Task inputs:

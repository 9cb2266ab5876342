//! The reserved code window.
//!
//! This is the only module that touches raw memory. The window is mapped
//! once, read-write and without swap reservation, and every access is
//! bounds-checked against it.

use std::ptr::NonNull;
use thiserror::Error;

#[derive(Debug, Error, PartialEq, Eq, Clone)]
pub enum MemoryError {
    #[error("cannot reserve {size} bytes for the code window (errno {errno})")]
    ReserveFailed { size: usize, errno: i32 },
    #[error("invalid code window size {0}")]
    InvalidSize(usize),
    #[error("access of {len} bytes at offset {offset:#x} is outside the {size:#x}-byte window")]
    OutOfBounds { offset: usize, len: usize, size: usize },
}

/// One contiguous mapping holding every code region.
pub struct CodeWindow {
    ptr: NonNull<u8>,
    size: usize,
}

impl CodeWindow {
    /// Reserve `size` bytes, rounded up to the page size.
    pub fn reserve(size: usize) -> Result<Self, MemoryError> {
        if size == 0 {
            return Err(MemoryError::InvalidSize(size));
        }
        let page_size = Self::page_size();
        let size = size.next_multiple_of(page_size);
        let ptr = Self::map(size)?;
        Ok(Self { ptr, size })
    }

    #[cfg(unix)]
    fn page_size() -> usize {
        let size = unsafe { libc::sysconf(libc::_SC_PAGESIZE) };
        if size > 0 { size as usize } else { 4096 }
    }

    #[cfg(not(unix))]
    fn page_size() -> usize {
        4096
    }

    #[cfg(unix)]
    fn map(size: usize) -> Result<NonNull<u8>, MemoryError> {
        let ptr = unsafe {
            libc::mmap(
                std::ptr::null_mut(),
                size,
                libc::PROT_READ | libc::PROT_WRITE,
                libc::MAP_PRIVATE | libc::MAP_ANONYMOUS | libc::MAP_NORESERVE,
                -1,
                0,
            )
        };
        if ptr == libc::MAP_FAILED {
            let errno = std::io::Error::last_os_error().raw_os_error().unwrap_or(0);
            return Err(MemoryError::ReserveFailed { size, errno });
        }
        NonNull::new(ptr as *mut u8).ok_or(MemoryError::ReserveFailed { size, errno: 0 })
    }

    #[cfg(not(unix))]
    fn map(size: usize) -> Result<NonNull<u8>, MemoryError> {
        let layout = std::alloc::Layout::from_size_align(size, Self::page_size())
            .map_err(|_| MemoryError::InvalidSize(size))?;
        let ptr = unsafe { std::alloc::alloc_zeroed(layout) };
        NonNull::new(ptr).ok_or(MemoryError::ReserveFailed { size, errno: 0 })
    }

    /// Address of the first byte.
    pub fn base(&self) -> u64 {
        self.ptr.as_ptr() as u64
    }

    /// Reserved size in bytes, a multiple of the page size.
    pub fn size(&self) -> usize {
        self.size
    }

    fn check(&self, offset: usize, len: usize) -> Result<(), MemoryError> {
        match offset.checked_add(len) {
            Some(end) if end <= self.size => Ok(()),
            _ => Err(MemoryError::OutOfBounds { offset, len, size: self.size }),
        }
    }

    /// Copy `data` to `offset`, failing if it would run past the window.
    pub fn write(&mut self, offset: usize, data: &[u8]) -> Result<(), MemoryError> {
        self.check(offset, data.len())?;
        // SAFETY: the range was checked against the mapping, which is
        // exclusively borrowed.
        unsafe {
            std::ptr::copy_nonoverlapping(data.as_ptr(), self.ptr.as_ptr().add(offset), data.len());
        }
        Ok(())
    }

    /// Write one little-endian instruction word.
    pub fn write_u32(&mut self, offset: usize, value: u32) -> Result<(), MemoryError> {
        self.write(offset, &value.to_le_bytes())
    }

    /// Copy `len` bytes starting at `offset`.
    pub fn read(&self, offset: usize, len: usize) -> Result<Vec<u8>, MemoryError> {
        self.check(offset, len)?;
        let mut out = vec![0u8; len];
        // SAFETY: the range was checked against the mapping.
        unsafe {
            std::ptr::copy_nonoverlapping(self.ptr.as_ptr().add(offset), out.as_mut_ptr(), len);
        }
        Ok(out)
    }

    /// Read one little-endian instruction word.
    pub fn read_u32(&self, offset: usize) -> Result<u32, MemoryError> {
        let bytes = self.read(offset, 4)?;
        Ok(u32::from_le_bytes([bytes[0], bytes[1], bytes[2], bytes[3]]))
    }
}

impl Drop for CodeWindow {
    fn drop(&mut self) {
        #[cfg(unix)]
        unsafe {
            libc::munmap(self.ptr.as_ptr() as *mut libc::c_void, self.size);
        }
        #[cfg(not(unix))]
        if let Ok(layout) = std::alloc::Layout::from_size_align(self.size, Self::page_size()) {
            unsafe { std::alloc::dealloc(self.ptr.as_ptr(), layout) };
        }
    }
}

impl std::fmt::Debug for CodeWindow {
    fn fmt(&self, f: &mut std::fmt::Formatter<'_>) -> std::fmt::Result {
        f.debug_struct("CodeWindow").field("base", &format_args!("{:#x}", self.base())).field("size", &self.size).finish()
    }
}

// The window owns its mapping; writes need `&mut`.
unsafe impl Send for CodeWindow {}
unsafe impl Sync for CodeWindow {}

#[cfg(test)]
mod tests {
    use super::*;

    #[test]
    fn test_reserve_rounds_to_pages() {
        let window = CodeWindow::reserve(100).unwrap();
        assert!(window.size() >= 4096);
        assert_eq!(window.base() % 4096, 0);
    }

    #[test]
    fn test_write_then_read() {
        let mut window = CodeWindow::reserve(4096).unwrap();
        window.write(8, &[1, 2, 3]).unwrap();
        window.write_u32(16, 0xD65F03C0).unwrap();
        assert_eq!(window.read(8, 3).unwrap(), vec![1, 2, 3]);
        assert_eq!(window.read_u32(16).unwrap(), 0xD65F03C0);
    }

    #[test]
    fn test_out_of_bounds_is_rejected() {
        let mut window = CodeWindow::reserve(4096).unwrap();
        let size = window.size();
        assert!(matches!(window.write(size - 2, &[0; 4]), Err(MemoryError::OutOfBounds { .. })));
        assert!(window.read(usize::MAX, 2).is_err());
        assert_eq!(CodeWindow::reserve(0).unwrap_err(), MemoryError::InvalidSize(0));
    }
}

Exercise instructions: When a line above includes the word "Result", please list that line.

Solution:
    pub fn reserve(size: usize) -> Result<Self, MemoryError> {
    fn map(size: usize) -> Result<NonNull<u8>, MemoryError> {
    fn map(size: usize) -> Result<NonNull<u8>, MemoryError> {
    fn check(&self, offset: usize, len: usize) -> Result<(), MemoryError> {
    pub fn write(&mut self, offset: usize, data: &[u8]) -> Result<(), MemoryError> {
    pub fn write_u32(&mut self, offset: usize, value: u32) -> Result<(), MemoryError> {
    pub fn read(&self, offset: usize, len: usize) -> Result<Vec<u8>, MemoryError> {
    pub fn read_u32(&self, offset: usize) -> Result<u32, MemoryError> {
    fn fmt(&self, f: &mut std::fmt::Formatter<'_>) -> std::fmt::Result {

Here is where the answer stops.